Te faz enxergar as coisas das quais não precisa

Um mendigo deu entrada num hospital, era um homem de meia idade, por volta dos quarenta e quatro anos. Mas já tinha passado por muitas experiências nesse tempo. Seu nome era João Batista.

Nasceu pobre, seu pai morreu quando ele tinha onze anos. Sua mãe era diarista para cuidar dele e de seis irmãos que ainda moravam com ela.

João parou de estudar quando terminou a oitava série, trabalhou e voltou a estudar aos dezoito sempre trabalhando. Fez técnico em enfermagem. Trabalhou por seis anos nessa área e depois fez um curso de técnico em transações imobiliárias. Estava indo muito bem como corretor de imóveis e nesse período, nessa maré conheceu aquela que seria sua esposa. Que com ele teria duas meninas lindas. Tinham uma boa vida, as meninas iam para uma escola particular. Curtiram uma vida social razoavelmente agitada.

Com sete anos de casamento, uma crise econômica nacional muito intensa e uma falta de prudência econômica as coisas mudaram. O casamento desgastou, pois o que os ligavam não mais existia.

O rapaz morava em Campinas, uma grande cidade do interior de São Paulo. E no momento dormia numa praça da cidade, depois da separação e deixar a casa para as crianças e estava desempregado há três meses.

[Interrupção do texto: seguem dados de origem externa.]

//! Query execution bridge: runs the external answering process for one
//! question and classifies what it printed.

pub mod admission;
pub mod error;
pub mod invoker;
pub mod parser;

pub use admission::{Admission, Permit};
pub use error::BridgeError;
pub use invoker::{ProcessInvoker, ProcessResult};
pub use parser::{parse_output, preview, OutputParser};
//! Per-session conversation store.

use std::collections::HashMap;
use std::sync::{Mutex, MutexGuard};

use tracing::{debug, error, info};
use uuid::Uuid;

use calgpt_core::config::SessionConfig;

use crate::conversation::Conversation;
use crate::error::ChatError;

/// In-memory conversations keyed by session id.
///
/// The lock is only held for the duration of a synchronous closure, so it is
/// never held across an `.await`.
pub struct ConversationStore {
    sessions: Mutex<HashMap<Uuid, Conversation>>,
    max_sessions: usize,
    timeout_minutes: u32,
}

impl ConversationStore {
    pub fn new(max_sessions: usize, timeout_minutes: u32) -> Self {
        Self {
            sessions: Mutex::new(HashMap::new()),
            max_sessions,
            timeout_minutes,
        }
    }

    pub fn from_config(config: &SessionConfig) -> Self {
        Self::new(config.max_sessions, config.timeout_minutes)
    }

    pub fn max_sessions(&self) -> usize {
        self.max_sessions
    }

    fn lock(&self) -> Result<MutexGuard<'_, HashMap<Uuid, Conversation>>, ChatError> {
        self.sessions
            .lock()
            .map_err(|e| ChatError::StorageError(format!("session lock poisoned: {}", e)))
    }

    /// Start a new empty conversation.
    ///
    /// Expired sessions are purged first when the store is full.
    pub fn create(&self) -> Result<Uuid, ChatError> {
        let mut sessions = self.lock()?;
        if sessions.len() >= self.max_sessions {
            let timeout = self.timeout_minutes;
            sessions.retain(|_, convo| !convo.is_expired(timeout));
            if sessions.len() >= self.max_sessions {
                return Err(ChatError::SessionLimit(self.max_sessions));
            }
        }
        let id = Uuid::new_v4();
        sessions.insert(id, Conversation::new());
        debug!(session_id = %id, active = sessions.len(), "Created session");
        Ok(id)
    }

    /// Snapshot of a live conversation.
    pub fn get(&self, id: Uuid) -> Result<Conversation, ChatError> {
        self.update(id, |convo| convo.clone())
    }

    /// Run `f` against a live conversation under the lock.
    ///
    /// An expired conversation is removed and reported as not found.
    pub fn update<F, R>(&self, id: Uuid, f: F) -> Result<R, ChatError>
    where
        F: FnOnce(&mut Conversation) -> R,
    {
        let mut sessions = self.lock()?;
        let expired = match sessions.get(&id) {
            Some(convo) => convo.is_expired(self.timeout_minutes),
            None => return Err(ChatError::SessionNotFound(id)),
        };
        if expired {
            sessions.remove(&id);
            debug!(session_id = %id, "Dropped expired session on access");
            return Err(ChatError::SessionNotFound(id));
        }
        sessions
            .get_mut(&id)
            .map(f)
            .ok_or(ChatError::SessionNotFound(id))
    }

    pub fn delete(&self, id: Uuid) -> Result<(), ChatError> {
        let mut sessions = self.lock()?;
        match sessions.remove(&id) {
            Some(_) => {
                debug!(session_id = %id, "Deleted session");
                Ok(())
            }
            None => Err(ChatError::SessionNotFound(id)),
        }
    }

    /// Remove idle conversations. Returns how many were removed.
    pub fn purge_expired(&self) -> usize {
        let mut sessions = match self.sessions.lock() {
            Ok(s) => s,
            Err(e) => {
                error!("Session lock poisoned: {}", e);
                return 0;
            }
        };
        let before = sessions.len();
        let timeout = self.timeout_minutes;
        sessions.retain(|_, convo| !convo.is_expired(timeout));
        let purged = before - sessions.len();
        if purged > 0 {
            info!(purged, remaining = sessions.len(), "Purged expired sessions");
        }
        purged
    }

    pub fn len(&self) -> usize {
        self.sessions.lock().map(|s| s.len()).unwrap_or(0)
    }

    pub fn is_empty(&self) -> bool {
        self.len() == 0
    }
}
use serde::{Deserialize, Deserializer, Serialize};

use crate::error::{CalgptError, Result};

// =============================================================================
// Enums
// =============================================================================

/// Who authored a conversation turn.
#[derive(Clone, Copy, Debug, PartialEq, Eq, Hash, Serialize, Deserialize)]
#[serde(rename_all = "lowercase")]
pub enum Sender {
    User,
    Assistant,
}

// =============================================================================
// Requests
// =============================================================================

/// One prior turn forwarded to the answering process as context.
#[derive(Clone, Debug, PartialEq, Serialize, Deserialize)]
pub struct HistoryTurn {
    #[serde(alias = "from", alias = "role")]
    pub sender: Sender,
    pub text: String,
}

impl HistoryTurn {
    pub fn user(text: impl Into<String>) -> Self {
        Self {
            sender: Sender::User,
            text: text.into(),
        }
    }

    pub fn assistant(text: impl Into<String>) -> Self {
        Self {
            sender: Sender::Assistant,
            text: text.into(),
        }
    }
}

/// A question plus the conversation so far, as received over HTTP.
#[derive(Clone, Debug, PartialEq, Serialize, Deserialize)]
#[serde(rename_all = "camelCase")]
pub struct QueryRequest {
    pub question: String,
    #[serde(default)]
    pub chat_history: Vec<HistoryTurn>,
}

impl QueryRequest {
    pub fn new(question: impl Into<String>) -> Self {
        Self {
            question: question.into(),
            chat_history: Vec::new(),
        }
    }

    pub fn with_history(mut self, history: Vec<HistoryTurn>) -> Self {
        self.chat_history = history;
        self
    }

    /// Trim the question and reject it if nothing is left.
    pub fn normalized(mut self) -> Result<Self> {
        let trimmed = self.question.trim();
        if trimmed.is_empty() {
            return Err(CalgptError::Validation(
                "question must not be empty".to_string(),
            ));
        }
        if trimmed.len() != self.question.len() {
            self.question = trimmed.to_string();
        }
        Ok(self)
    }
}

// =============================================================================
// Answers
// =============================================================================

/// A single course as emitted by the answering process.
///
/// Field names on the wire follow the course catalogue the answering process
/// reads from (`abbreviation`, `courseNumber`, ...). Optional fields that are
/// missing stay `None` and are omitted again on serialization, so "unknown"
/// never turns into zero or an empty string.
#[derive(Clone, Debug, PartialEq, Serialize, Deserialize)]
pub struct CourseRecord {
    #[serde(deserialize_with = "string_or_number")]
    pub id: String,
    #[serde(rename = "abbreviation", alias = "department")]
    pub department: String,
    #[serde(
        rename = "courseNumber",
        alias = "number",
        deserialize_with = "string_or_number"
    )]
    pub number: String,
    pub title: String,
    #[serde(rename = "openSeats")]
    pub open_seats: u32,
    #[serde(rename = "enrolledPercentage", alias = "enrolledFraction")]
    pub enrolled_fraction: f64,
    #[serde(
        default,
        deserialize_with = "optional_string_or_number",
        skip_serializing_if = "Option::is_none"
    )]
    pub units: Option<String>,
    #[serde(
        rename = "letterAverage",
        alias = "gradeLetter",
        default,
        deserialize_with = "optional_string_or_number",
        skip_serializing_if = "Option::is_none"
    )]
    pub grade_letter: Option<String>,
    #[serde(
        rename = "gradeAverage",
        alias = "gradeGPA",
        default,
        skip_serializing_if = "Option::is_none"
    )]
    pub grade_gpa: Option<f64>,
}

/// Label shown for a grade that is reported as unavailable.
pub const GRADE_NOT_AVAILABLE: &str = "N/A";

impl CourseRecord {
    /// `false` when the catalogue reported the `-1` "no data" sentinel.
    pub fn grade_available(&self) -> bool {
        let letter_sentinel = self
            .grade_letter
            .as_deref()
            .map(|l| matches!(l.trim(), "-1" | "-1.0"))
            .unwrap_or(false);
        let gpa_sentinel = self.grade_gpa.map(|g| g == -1.0).unwrap_or(false);
        !(letter_sentinel || gpa_sentinel)
    }

    /// Display text for the grade: `N/A` for the sentinel, the letter grade
    /// when present, else the GPA to one decimal. `None` when nothing is known.
    pub fn grade_label(&self) -> Option<String> {
        if !self.grade_available() {
            return Some(GRADE_NOT_AVAILABLE.to_string());
        }
        if let Some(letter) = self.grade_letter.as_deref().filter(|l| !l.is_empty()) {
            return Some(letter.to_string());
        }
        self.grade_gpa.map(|g| format!("{:.1}", g))
    }

    /// Course code as displayed, e.g. `COMPSCI 61A`.
    pub fn code(&self) -> String {
        format!("{} {}", self.department, self.number)
    }
}

/// Classified output of the answering process.
#[derive(Clone, Debug, PartialEq, Serialize)]
#[serde(untagged)]
pub enum ParsedAnswer {
    /// The process emitted a `{text, courses?}` object.
    Structured {
        text: String,
        courses: Vec<CourseRecord>,
    },
    /// Anything else; the whole trimmed output is the text.
    Plain { text: String },
}

impl ParsedAnswer {
    pub fn text(&self) -> &str {
        match self {
            ParsedAnswer::Structured { text, .. } | ParsedAnswer::Plain { text } => text,
        }
    }

    /// Courses carried by a structured answer; empty for plain answers.
    pub fn courses(&self) -> &[CourseRecord] {
        match self {
            ParsedAnswer::Structured { courses, .. } => courses,
            ParsedAnswer::Plain { .. } => &[],
        }
    }

    pub fn is_structured(&self) -> bool {
        matches!(self, ParsedAnswer::Structured { .. })
    }

    pub fn into_parts(self) -> (String, Vec<CourseRecord>) {
        match self {
            ParsedAnswer::Structured { text, courses } => (text, courses),
            ParsedAnswer::Plain { text } => (text, Vec::new()),
        }
    }
}

// =============================================================================
// Lenient field decoding
// =============================================================================

fn scalar_to_string<E: serde::de::Error>(
    value: serde_json::Value,
) -> std::result::Result<String, E> {
    match value {
        serde_json::Value::String(s) => Ok(s),
        serde_json::Value::Number(n) => Ok(n.to_string()),
        other => Err(E::custom(format!("expected string or number, got {}", other))),
    }
}

fn string_or_number<'de, D>(deserializer: D) -> std::result::Result<String, D::Error>
where
    D: Deserializer<'de>,
{
    let value = serde_json::Value::deserialize(deserializer)?;
    scalar_to_string(value)
}

fn optional_string_or_number<'de, D>(
    deserializer: D,
) -> std::result::Result<Option<String>, D::Error>
where
    D: Deserializer<'de>,
{
    match Option::<serde_json::Value>::deserialize(deserializer)? {
        None | Some(serde_json::Value::Null) => Ok(None),
        Some(value) => scalar_to_string::<D::Error>(value).map(Some),
    }
}
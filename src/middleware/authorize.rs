//! Role guard: the caller must hold at least one of the required roles.

use axum::extract::Request;
use axum::middleware::Next;
use axum::response::Response;
use std::sync::Arc;

use super::AuthenticatedUser;
use crate::error::AuthorizationError;
use crate::ocsf;
use crate::profile::HasGroups;

/// Allow if `user` is present and any required role is among its groups.
pub fn ensure_authorized<U: HasGroups>(
    user: Option<&U>,
    required_roles: &[String],
) -> Result<(), AuthorizationError> {
    let user = user.ok_or_else(AuthorizationError::unauthenticated)?;
    let groups = user.groups();
    if required_roles.iter().any(|role| groups.contains(role)) {
        ocsf::authorization_event(required_roles, groups, "permit");
        Ok(())
    } else {
        ocsf::authorization_event(required_roles, groups, "deny");
        Err(AuthorizationError::unauthorized(required_roles))
    }
}

/// Axum middleware form of [`ensure_authorized`].
pub async fn require_roles<U>(
    required_roles: Arc<[String]>,
    req: Request,
    next: Next,
) -> Result<Response, AuthorizationError>
where
    U: HasGroups + Clone + Send + Sync + 'static,
{
    let user = req.extensions().get::<AuthenticatedUser<U>>().map(|u| &u.0);
    ensure_authorized(user, &required_roles)?;
    Ok(next.run(req).await)
}
//! HTTP route handlers for the demo application.

pub mod health;
pub mod identity;
pub mod index;
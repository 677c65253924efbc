//! Strategy logging capability.
//!
//! A strategy is configured either with a level name (resolved to a
//! [`TracingLogger`]) or with an injected logger object. Both end up behind
//! the same [`StrategyLogger`] trait so the state machine never cares which.

use std::fmt;
use std::str::FromStr;
use std::sync::Arc;

/// Severity levels understood by the strategy logger, lowest first.
#[derive(Debug, Clone, Copy, PartialEq, Eq, PartialOrd, Ord, Default)]
pub enum LogLevel {
    Trace,
    Debug,
    Info,
    Warn,
    #[default]
    Error,
}

impl FromStr for LogLevel {
    type Err = String;

    fn from_str(s: &str) -> Result<Self, Self::Err> {
        match s.trim().to_ascii_lowercase().as_str() {
            "trace" => Ok(LogLevel::Trace),
            "debug" => Ok(LogLevel::Debug),
            "info" => Ok(LogLevel::Info),
            "warn" | "warning" => Ok(LogLevel::Warn),
            "error" => Ok(LogLevel::Error),
            other => Err(other.to_string()),
        }
    }
}

impl fmt::Display for LogLevel {
    fn fmt(&self, f: &mut fmt::Formatter<'_>) -> fmt::Result {
        let name = match self {
            LogLevel::Trace => "trace",
            LogLevel::Debug => "debug",
            LogLevel::Info => "info",
            LogLevel::Warn => "warn",
            LogLevel::Error => "error",
        };
        f.write_str(name)
    }
}

/// Logging sink used by the strategy.
pub trait StrategyLogger: Send + Sync {
    fn trace(&self, message: &str);
    fn debug(&self, message: &str);
    fn info(&self, message: &str);
    fn warn(&self, message: &str);
    fn error(&self, message: &str);
}

/// Either a level for the built-in tracing logger or a caller-supplied logger.
#[derive(Clone)]
pub enum LoggerConfig {
    Level(LogLevel),
    Injected(Arc<dyn StrategyLogger>),
}

impl Default for LoggerConfig {
    fn default() -> Self {
        LoggerConfig::Level(LogLevel::default())
    }
}

impl fmt::Debug for LoggerConfig {
    fn fmt(&self, f: &mut fmt::Formatter<'_>) -> fmt::Result {
        match self {
            LoggerConfig::Level(level) => f.debug_tuple("Level").field(level).finish(),
            LoggerConfig::Injected(_) => f.write_str("Injected(..)"),
        }
    }
}

impl From<LogLevel> for LoggerConfig {
    fn from(level: LogLevel) -> Self {
        LoggerConfig::Level(level)
    }
}

impl LoggerConfig {
    /// Resolve into the logger the strategy will hold for its lifetime.
    pub fn resolve(self, strategy_name: &str) -> Arc<dyn StrategyLogger> {
        match self {
            LoggerConfig::Level(level) => Arc::new(TracingLogger::new(strategy_name, level)),
            LoggerConfig::Injected(logger) => logger,
        }
    }
}

/// Forwards to `tracing`, dropping anything below `level`.
#[derive(Debug, Clone)]
pub struct TracingLogger {
    strategy: String,
    level: LogLevel,
}

impl TracingLogger {
    pub fn new(strategy: &str, level: LogLevel) -> Self {
        Self {
            strategy: strategy.to_string(),
            level,
        }
    }

    fn enabled(&self, level: LogLevel) -> bool {
        level >= self.level
    }
}

impl StrategyLogger for TracingLogger {
    fn trace(&self, message: &str) {
        if self.enabled(LogLevel::Trace) {
            tracing::trace!(target: "openam_strategy", strategy = %self.strategy, "{}", message);
        }
    }

    fn debug(&self, message: &str) {
        if self.enabled(LogLevel::Debug) {
            tracing::debug!(target: "openam_strategy", strategy = %self.strategy, "{}", message);
        }
    }

    fn info(&self, message: &str) {
        if self.enabled(LogLevel::Info) {
            tracing::info!(target: "openam_strategy", strategy = %self.strategy, "{}", message);
        }
    }

    fn warn(&self, message: &str) {
        if self.enabled(LogLevel::Warn) {
            tracing::warn!(target: "openam_strategy", strategy = %self.strategy, "{}", message);
        }
    }

    fn error(&self, message: &str) {
        tracing::error!(target: "openam_strategy", strategy = %self.strategy, "{}", message);
    }
}
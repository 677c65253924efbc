//! Demo server: three named OpenAM strategies behind an Axum router.
//!
//! Configuration comes from the environment (and `.env` when present).
//! Set `LOG_FORMAT=json` for structured log lines.

use std::env;
use std::process::ExitCode;
use std::sync::Arc;
use tracing_subscriber::{EnvFilter, fmt};

use openam_strategy::config::AppConfig;
use openam_strategy::{AppState, build_registry, create_app};

#[tokio::main]
async fn main() -> ExitCode {
    let _ = dotenvy::dotenv();

    let filter = EnvFilter::try_from_default_env().unwrap_or_else(|_| EnvFilter::new("info"));
    if env::var("LOG_FORMAT").is_ok_and(|v| v == "json") {
        fmt().json().with_env_filter(filter).init();
    } else {
        fmt().with_env_filter(filter).init();
    }

    let config = match AppConfig::from_env() {
        Ok(config) => config,
        Err(e) => {
            tracing::error!("Failed to load configuration: {}", e);
            return ExitCode::FAILURE;
        }
    };

    let registry = match build_registry(&config) {
        Ok(registry) => registry,
        Err(e) => {
            tracing::error!("Failed to configure strategies: {}", e);
            return ExitCode::FAILURE;
        }
    };
    tracing::info!(strategies = ?registry.names(), "strategies registered");

    let addr = format!("0.0.0.0:{}", config.port);
    let state = Arc::new(AppState {
        registry: Arc::new(registry),
    });
    let app = create_app(state);

    let listener = match tokio::net::TcpListener::bind(&addr).await {
        Ok(listener) => listener,
        Err(e) => {
            tracing::error!("Failed to bind {}: {}", addr, e);
            return ExitCode::FAILURE;
        }
    };
    tracing::info!("Starting local server on {}", addr);

    if let Err(e) = axum::serve(listener, app).await {
        tracing::error!("Server error: {}", e);
        return ExitCode::FAILURE;
    }
    ExitCode::SUCCESS
}
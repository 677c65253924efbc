//! Name → strategy lookup used by the authentication middleware.

use std::collections::HashMap;
use std::sync::Arc;

use crate::strategy::Strategy;

pub type SharedStrategy<U> = Arc<dyn Strategy<User = U>>;

/// Strategies available to the router, keyed by their configured name.
pub struct StrategyRegistry<U> {
    strategies: HashMap<String, SharedStrategy<U>>,
}

impl<U> Default for StrategyRegistry<U> {
    fn default() -> Self {
        Self {
            strategies: HashMap::new(),
        }
    }
}

impl<U: Send + 'static> StrategyRegistry<U> {
    pub fn new() -> Self {
        Self::default()
    }

    /// Register under the strategy's own name, replacing any previous entry.
    pub fn register<S>(&mut self, strategy: S) -> &mut Self
    where
        S: Strategy<User = U> + 'static,
    {
        let name = strategy.name().to_string();
        if self
            .strategies
            .insert(name.clone(), Arc::new(strategy))
            .is_some()
        {
            tracing::warn!(strategy = %name, "replacing previously registered strategy");
        }
        self
    }

    pub fn get(&self, name: &str) -> Option<SharedStrategy<U>> {
        self.strategies.get(name).cloned()
    }

    /// Registered names, sorted.
    pub fn names(&self) -> Vec<&str> {
        let mut names: Vec<&str> = self.strategies.keys().map(String::as_str).collect();
        names.sort();
        names
    }

    pub fn len(&self) -> usize {
        self.strategies.len()
    }

    pub fn is_empty(&self) -> bool {
        self.strategies.is_empty()
    }
}

#[cfg(test)]
mod tests {
    use super::*;
    use crate::request::AuthRequest;
    use crate::strategy::Outcome;
    use async_trait::async_trait;
    use axum::http::HeaderMap;

    struct Fixed {
        name: &'static str,
        user: u32,
    }

    #[async_trait]
    impl Strategy for Fixed {
        type User = u32;

        fn name(&self) -> &str {
            self.name
        }

        async fn authenticate(&self, _request: &AuthRequest) -> Outcome<u32> {
            Outcome::Success(self.user)
        }
    }

    #[tokio::test]
    async fn test_register_and_dispatch_by_name() {
        let mut registry = StrategyRegistry::new();
        registry
            .register(Fixed { name: "openam-fetch", user: 1 })
            .register(Fixed { name: "openam-do-not-fetch", user: 2 });

        assert_eq!(registry.names(), vec!["openam-do-not-fetch", "openam-fetch"]);

        let req = AuthRequest::new("/".parse().unwrap(), HeaderMap::new());
        let strategy = registry.get("openam-fetch").unwrap();
        assert!(matches!(strategy.authenticate(&req).await, Outcome::Success(1)));
        assert!(registry.get("missing").is_none());
    }

    #[test]
    fn test_duplicate_name_replaces() {
        let mut registry = StrategyRegistry::new();
        registry.register(Fixed { name: "openam", user: 1 });
        registry.register(Fixed { name: "openam", user: 2 });
        assert_eq!(registry.len(), 1);
        assert!(!registry.is_empty());
    }
}
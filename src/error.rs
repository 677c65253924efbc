//! Error types with Axum response mapping.
//!
//! Each rejection maps to a specific HTTP status + JSON body.

use axum::http::StatusCode;
use axum::response::{IntoResponse, Response};
use serde_json::json;

use crate::openam::ProviderError;
use crate::strategy::ProviderFailure;

pub type BoxError = Box<dyn std::error::Error + Send + Sync>;

/// Unexpected failure during authentication.
#[derive(Debug, thiserror::Error)]
pub enum AuthError {
    #[error("{message} ({source})")]
    Provider {
        message: String,
        #[source]
        source: ProviderError,
    },

    #[error("{message} ({source})")]
    Verify {
        message: String,
        #[source]
        source: BoxError,
    },
}

impl AuthError {
    pub fn provider(message: impl Into<String>, source: ProviderError) -> Self {
        AuthError::Provider {
            message: message.into(),
            source,
        }
    }

    pub fn verify(message: impl Into<String>, source: BoxError) -> Self {
        AuthError::Verify {
            message: message.into(),
            source,
        }
    }
}

/// Why the authorization guard turned a request away.
#[derive(Debug, Clone, Copy, PartialEq, Eq)]
pub enum AuthorizationCode {
    Unauthenticated,
    Unauthorized,
}

impl AuthorizationCode {
    pub fn as_str(&self) -> &'static str {
        match self {
            AuthorizationCode::Unauthenticated => "unauthenticated",
            AuthorizationCode::Unauthorized => "unauthorized",
        }
    }
}

#[derive(Debug, Clone, PartialEq, Eq, thiserror::Error)]
#[error("{message}")]
pub struct AuthorizationError {
    pub code: AuthorizationCode,
    pub message: String,
}

impl AuthorizationError {
    pub fn unauthenticated() -> Self {
        Self {
            code: AuthorizationCode::Unauthenticated,
            message: "Not authenticated".into(),
        }
    }

    pub fn unauthorized(required: &[String]) -> Self {
        Self {
            code: AuthorizationCode::Unauthorized,
            message: format!("Requires one of roles: {}", required.join(", ")),
        }
    }

    pub fn status(&self) -> StatusCode {
        // Both codes share 401; `code` in the body tells them apart.
        StatusCode::UNAUTHORIZED
    }
}

impl IntoResponse for AuthorizationError {
    fn into_response(self) -> Response {
        let body = json!({"error": self.message, "code": self.code.as_str()});
        (self.status(), axum::Json(body)).into_response()
    }
}

/// Rejections produced by the authentication middleware.
#[derive(Debug, thiserror::Error)]
pub enum AppError {
    #[error("Not authenticated")]
    NotAuthenticated {
        provider_failure: Option<ProviderFailure>,
    },

    #[error(transparent)]
    Authentication(#[from] AuthError),

    #[error("Incorrect strategy configuration.")]
    MissingStrategy(String),
}

impl IntoResponse for AppError {
    fn into_response(self) -> Response {
        let (status, body) = match &self {
            AppError::NotAuthenticated { provider_failure } => {
                let mut body = json!({"error": "Not authenticated"});
                if let Some(failure) = provider_failure {
                    body["provider_error"] = json!(failure.error);
                    if let Some(description) = &failure.description {
                        body["provider_error_description"] = json!(description);
                    }
                }
                (StatusCode::UNAUTHORIZED, body)
            }
            AppError::Authentication(e) => (
                StatusCode::INTERNAL_SERVER_ERROR,
                json!({"error": "Authentication failed", "message": e.to_string()}),
            ),
            AppError::MissingStrategy(name) => (
                StatusCode::INTERNAL_SERVER_ERROR,
                json!({"error": self.to_string(), "strategy": name}),
            ),
        };

        (status, axum::Json(body)).into_response()
    }
}
//! OpenAM single-sign-on authentication strategy for Axum.
//!
//! A strategy reads the OpenAM session cookie, validates it against the
//! identity provider, optionally loads the user's attributes and groups,
//! hands the result to an application verify callback, and reports exactly
//! one outcome: success, redirect to login, fail, or error.
//!
//! The crate also ships a small demo router (`create_app`) wiring several
//! named strategies and the role guard together.

pub mod config;
pub mod error;
pub mod logger;
pub mod middleware;
pub mod ocsf;
pub mod openam;
pub mod profile;
pub mod registry;
pub mod request;
pub mod routes;
pub mod strategy;
pub mod types;

use axum::Router;
use axum::middleware::from_fn;
use axum::routing::get;
use std::sync::Arc;
use tower_http::trace::TraceLayer;

use crate::config::{AppConfig, ConfigError, STRATEGY_NAME};
use crate::error::BoxError;
use crate::middleware::authenticate::{authenticate_named, ensure_authenticated};
use crate::middleware::authorize::require_roles;
use crate::profile::Identity;
use crate::registry::StrategyRegistry;
use crate::strategy::OpenAmStrategy;

pub use crate::config::{StrategyConfig, StrategyOptions};
pub use crate::strategy::{Outcome, Strategy};

pub const FETCH_STRATEGY: &str = "openam-fetch";
pub const NO_FETCH_STRATEGY: &str = "openam-do-not-fetch";

/// Shared application state available to all route handlers.
pub struct AppState {
    pub registry: Arc<StrategyRegistry<Identity>>,
}

/// Verify callback used by the demo: the identity is the user.
pub async fn accept_identity(identity: Identity) -> Result<Identity, BoxError> {
    Ok(identity)
}

/// Register the demo strategies against the configured OpenAM server.
pub fn build_registry(config: &AppConfig) -> Result<StrategyRegistry<Identity>, ConfigError> {
    let mut registry = StrategyRegistry::new();
    registry
        .register(OpenAmStrategy::with_client(
            config.strategy_options(STRATEGY_NAME, true),
            accept_identity,
        )?)
        .register(OpenAmStrategy::with_client(
            config.strategy_options(FETCH_STRATEGY, true),
            accept_identity,
        )?)
        .register(OpenAmStrategy::with_client(
            config.strategy_options(NO_FETCH_STRATEGY, false),
            accept_identity,
        )?);
    Ok(registry)
}

/// Build the Axum router with all middleware and routes.
pub fn create_app(state: Arc<AppState>) -> Router {
    let registry = state.registry.clone();

    // Already-authenticated requests pass; others go through "openam"
    let protected = {
        let registry = registry.clone();
        Router::new()
            .route("/protected", get(routes::identity::identity))
            .layer(from_fn(move |req, next| {
                let registry = registry.clone();
                ensure_authenticated(registry, req, next)
            }))
    };

    let fetch = {
        let registry = registry.clone();
        Router::new()
            .route("/fetch", get(routes::identity::identity))
            .layer(from_fn(move |req, next| {
                let registry = registry.clone();
                authenticate_named(registry, FETCH_STRATEGY, req, next)
            }))
    };

    let ignore = {
        let registry = registry.clone();
        Router::new()
            .route("/ignore", get(routes::identity::identity))
            .layer(from_fn(move |req, next| {
                let registry = registry.clone();
                authenticate_named(registry, NO_FETCH_STRATEGY, req, next)
            }))
    };

    // Role guard runs after authentication (outer layer runs first)
    let admin = {
        let required: Arc<[String]> = Arc::from(vec!["admin".to_string()]);
        Router::new()
            .route("/admin", get(routes::identity::identity))
            .layer(from_fn(move |req, next| {
                require_roles::<Identity>(required.clone(), req, next)
            }))
            .layer(from_fn(move |req, next| {
                let registry = registry.clone();
                authenticate_named(registry, STRATEGY_NAME, req, next)
            }))
    };

    Router::new()
        .route("/", get(routes::index::index))
        .route("/health", get(routes::health::health))
        .merge(protected)
        .merge(fetch)
        .merge(ignore)
        .merge(admin)
        .layer(TraceLayer::new_for_http())
        .with_state(state)
}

Entrou em profunda depressão. Numa situação que não imaginava mais passar, relaxou e dormiu e foi atacado por vândalos. Machucaram seus pés e foi socorrido por guardas municipais que o levaram para o hospital.

Lá foi atendido por um médico com sua equipe de residentes. O clínico geral tinha sua idade e orientou um de seus tutelados a fazer um curativo nos pés e falou a João que ele tinha que repousar e proteger os pés. A menina estudante olhou para o médico com uma lágrima nos olhos e disse que João estava dormindo nas ruas.

O médico também se comoveu e sentou ao lado de João e depois de ouvir um pouco de sua história, deixou escorrer uma lágrima também.

João ficou um pouco deslumbrado quando melhorou de vida e isso contribuiu para que perdesse o que tinha. Mas essas experiências melhoraram quem ele era. Ele sempre teve bom coração e sempre foi resignado, resiliente. E vendo as lágrimas do médico e da jovem estudante, ele soltou sorrindo:

-Nao fiquem assim. É temporário. A miséria te faz enxergar coisas das quais não precisa.

O médico voltou a tarde e ofereceu um trabalho na sua chácara para João como zelador. Ele moraria lá e teria um salário mínimo. João aceitou muito feliz e com o pensamento que isso também seria temporário.

Dez anos depois João estava casado novamente, com uma pessoa de valores iguais aos seus, pés no chão, montou uma imobiliária e tinha uma vida extremamente confortável. Aliás, ele tinha levado para a cidade um loteamento novo e isso lhe garantiu ainda mais tranquilidade.

O médico que o ajudou era agora seu amigo, e João fez um agradável churrasco com uma.boa cerveja gelada para o médico e sua esposa, assim como para a nova companheira de João.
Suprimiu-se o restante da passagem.